The symposium opened with a keynote speech by Mr. Akira Kojima, the Director of the Honda Foundation (Advisor of the Japan Center for Economic Research). This was followed by the appearance of three past Honda Prize laureates, who presented commemorative speeches on the concepts of ecotechnology that Honda Foundation proposes and promotes.
Dr. Åke E. Andersson (16th Honda Prize laureate) spoke on the Paradigm Shift. Twenty-sixth Honda Prize laureate Dr. Raj Reddy gave a presentation on Innovation, and the 33rd Honda Prize laureate Dr. Denis Le Bihan spoke on Life Frontiers. The guest speakers presented their own unique arguments from the vastly different perspectives of economics, computer science and medicine. In contrast to presentations by researchers that are often highly specialized, the presentations by the guest speakers were structured around highly unique theoretical frameworks that connect ecotechnology with common topics that are at first glance unrelated to the subject. The audience was captivated by the overwhelming volume of information presented, laced with humor.
The latter half of the symposium following a panel discussion, the highlight of the symposium. The panel featured guest speakers who gave the Commemorative Speeches, along with this year's Honda Prize laureate Dr. Helmut Clemens, a prominent authority on Materials Science. The discussion was moderated by Professor Atsushi Sunami, an executive director of the Honda Foundation and a professor at the National Graduate Institute for Policy Studies. Free and highly dynamic discussion was held on the theme of Sustainability.

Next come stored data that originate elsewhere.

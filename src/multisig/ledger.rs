//! Sign request ledger
//!
//! Validates owner decisions before they are recorded and decides when
//! the recorded rejections make a transaction impossible to complete.

use std::collections::BTreeSet;
use std::fmt;

use super::account::Account;
use super::error::SettlementError;
use super::transaction::{SignResult, TransactionRecord, TransactionStatus};
use crate::crypto::{transaction_sign_data, verify_with_key, PublicKey};

/// A decision as submitted by a signer
#[derive(Clone, Debug)]
pub struct Decision {
    pub signer: PublicKey,
    pub approved: bool,
    /// Hex signature, required when approving
    pub signature: Option<String>,
}

impl Decision {
    pub fn approve(signer: PublicKey, signature: impl Into<String>) -> Self {
        Self {
            signer,
            approved: true,
            signature: Some(signature.into()),
        }
    }

    pub fn reject(signer: PublicKey) -> Self {
        Self {
            signer,
            approved: false,
            signature: None,
        }
    }
}

/// Why a transaction can no longer be completed
#[derive(Clone, Debug, PartialEq, Eq)]
pub enum Rejection {
    /// The fee payer or key-type additional signer refused
    Veto(PublicKey),
    /// Too many owners refused for the threshold to be reachable
    ThresholdUnreachable { rejections: usize, tolerated: usize },
}

impl fmt::Display for Rejection {
    fn fmt(&self, f: &mut fmt::Formatter<'_>) -> fmt::Result {
        match self {
            Rejection::Veto(key) => write!(f, "rejected by required signer {}", key.address()),
            Rejection::ThresholdUnreachable {
                rejections,
                tolerated,
            } => write!(
                f,
                "{}",
                SettlementError::ThresholdUnreachable {
                    rejections: *rejections,
                    tolerated: *tolerated,
                }
            ),
        }
    }
}

/// Read-only view over one transaction's recorded decisions
pub struct SignRequestLedger<'a> {
    record: &'a TransactionRecord,
    account: &'a Account,
    results: &'a [SignResult],
}

impl<'a> SignRequestLedger<'a> {
    pub fn new(
        record: &'a TransactionRecord,
        account: &'a Account,
        results: &'a [SignResult],
    ) -> Self {
        Self {
            record,
            account,
            results,
        }
    }

    pub fn has_decided(&self, signer: &PublicKey) -> bool {
        self.results.iter().any(|r| &r.signer == signer)
    }

    /// Validate a decision and turn it into a `SignResult`
    ///
    /// Nothing is recorded here; the caller persists the result.
    pub fn check(&self, decision: &Decision, network: u32) -> Result<SignResult, SettlementError> {
        let status = self.record.status();
        if status != TransactionStatus::Signing {
            return Err(SettlementError::TransactionClosed(status));
        }
        if !self.record.plan().is_authorized(self.account, &decision.signer) {
            return Err(SettlementError::NotAuthorized(decision.signer.address()));
        }
        if self.has_decided(&decision.signer) {
            return Err(SettlementError::AlreadySubmitted(decision.signer.address()));
        }

        let hash = self.record.hash();
        if !decision.approved {
            return Ok(SignResult::rejection(hash, decision.signer.clone()));
        }

        let signature = decision
            .signature
            .as_deref()
            .ok_or_else(|| SettlementError::InvalidSignature(decision.signer.address()))?;
        let message = transaction_sign_data(network, hash.as_bytes());
        if !verify_with_key(&message, &decision.signer, signature) {
            return Err(SettlementError::InvalidSignature(decision.signer.address()));
        }
        Ok(SignResult::approval(
            hash,
            decision.signer.clone(),
            signature.to_ascii_lowercase(),
        ))
    }

    /// Distinct owners who rejected
    pub fn owner_rejections(&self) -> usize {
        self.results
            .iter()
            .filter(|r| !r.approved && self.account.is_owner(&r.signer))
            .map(|r| &r.signer)
            .collect::<BTreeSet<_>>()
            .len()
    }

    /// Distinct owners who approved
    pub fn owner_approvals(&self) -> usize {
        self.results
            .iter()
            .filter(|r| r.approved && self.account.is_owner(&r.signer))
            .map(|r| &r.signer)
            .collect::<BTreeSet<_>>()
            .len()
    }

    /// A veto from a required single signer wins outright; otherwise the
    /// transaction is dead once owner rejections exceed `owners - threshold`.
    pub fn rejection(&self) -> Option<Rejection> {
        let plan = self.record.plan();
        if let Some(result) = self
            .results
            .iter()
            .find(|r| !r.approved && plan.veto_holder(&r.signer))
        {
            return Some(Rejection::Veto(result.signer.clone()));
        }

        let rejections = self.owner_rejections();
        let tolerated = self.account.tolerated_rejections();
        if rejections > tolerated {
            return Some(Rejection::ThresholdUnreachable {
                rejections,
                tolerated,
            });
        }
        None
    }
}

After a message from Dr. Hermann Haken (13th Honda Prize laureate), who was unable to attend the symposium due to poor health, was read out, the discussion ran for an hour and half but was unable to adequately cover the arguments of the eminent authorities in their respective disciplines in such a short period of time. The presentation of the thoughts and ideas of these "intellectual experts" was outspoken, sincere and filled with intellectual excitement.
Born in Germany in 1927. The 13th Honda Prize laureate in 1992.
Professor emeritus at the University of Stuttgart. Former Consultant to the German Sciences Foundation
On the occasion of the 35th HONDA PRIZE Commemorative Symposium I am sending all of you my very best greetings.
I had planned with great enthusiasm to participate at your important event, but sudden illness prevents me from coming. Nevertheless, I wish to quote main conclusion of my intended talk on "Sustainability and Synergetics":
"The formation of public opinion as governor of politics is essential.
We know from many examples of Synergetic Systems:
The effort of small but active groups as initiators of new developments can be decisive and can lead to the cooperation of all nations (big and small) in politics aiming at sustainability of life on earth.
This underlines the importance of the activities of the Honda Foundation"
I wish your Foundation further great success.
I believe the keyword in the future of human society is "tolerance." Tolerance means the acceptance of everyone, of differences. Next, we need the development of social systems that everyone feels are necessary. Such systems may not be necessary in one place but may be necessary in other forms. And we need to deploy the human capability of educating each other, which is the greatest difference humans have with all the other primates.
From history to works of art, traces of the development of humankind, should be in the public domain. Society will change if everyone is given the opportunity to look back into the past and gain material for building the foundations for the future. At the same time, it is important to educate people in ethics. In order to teach the young of tomorrow what is right and what is wrong, we need not only to provide established evidence, but also to hand down our approaches to thinking and methods for resolving problems.
The distinctive difference between the human being and animals is the ability to write (draw). Humans left handwriting and drawings for the first time in caves. The invention of books followed, and IT is used today. We developed communication methods in this way and are working to capture the behavior of the human mind and heart. In order to build a humane future, we need to gain an understanding of ourselves as human beings.
Born in Austria in 1957 and the 35th Honda Prize laureate of 2014. Head of the Department of Physical Metallurgy and Materials Testing at the Montanuniversität Leoben in Austria.
The memory of each of us is an invaluable asset for the future of man, when we look into sustainability. Isn't there any possibility of sharing this intelligence in some way? What we need to create a humane civilization in the true sense is to give everyone the opportunity to face the future, that is, education. If the high level of education available in industrialized nations can be spread throughout the world, we should be able to find clues to resolving many of our problems.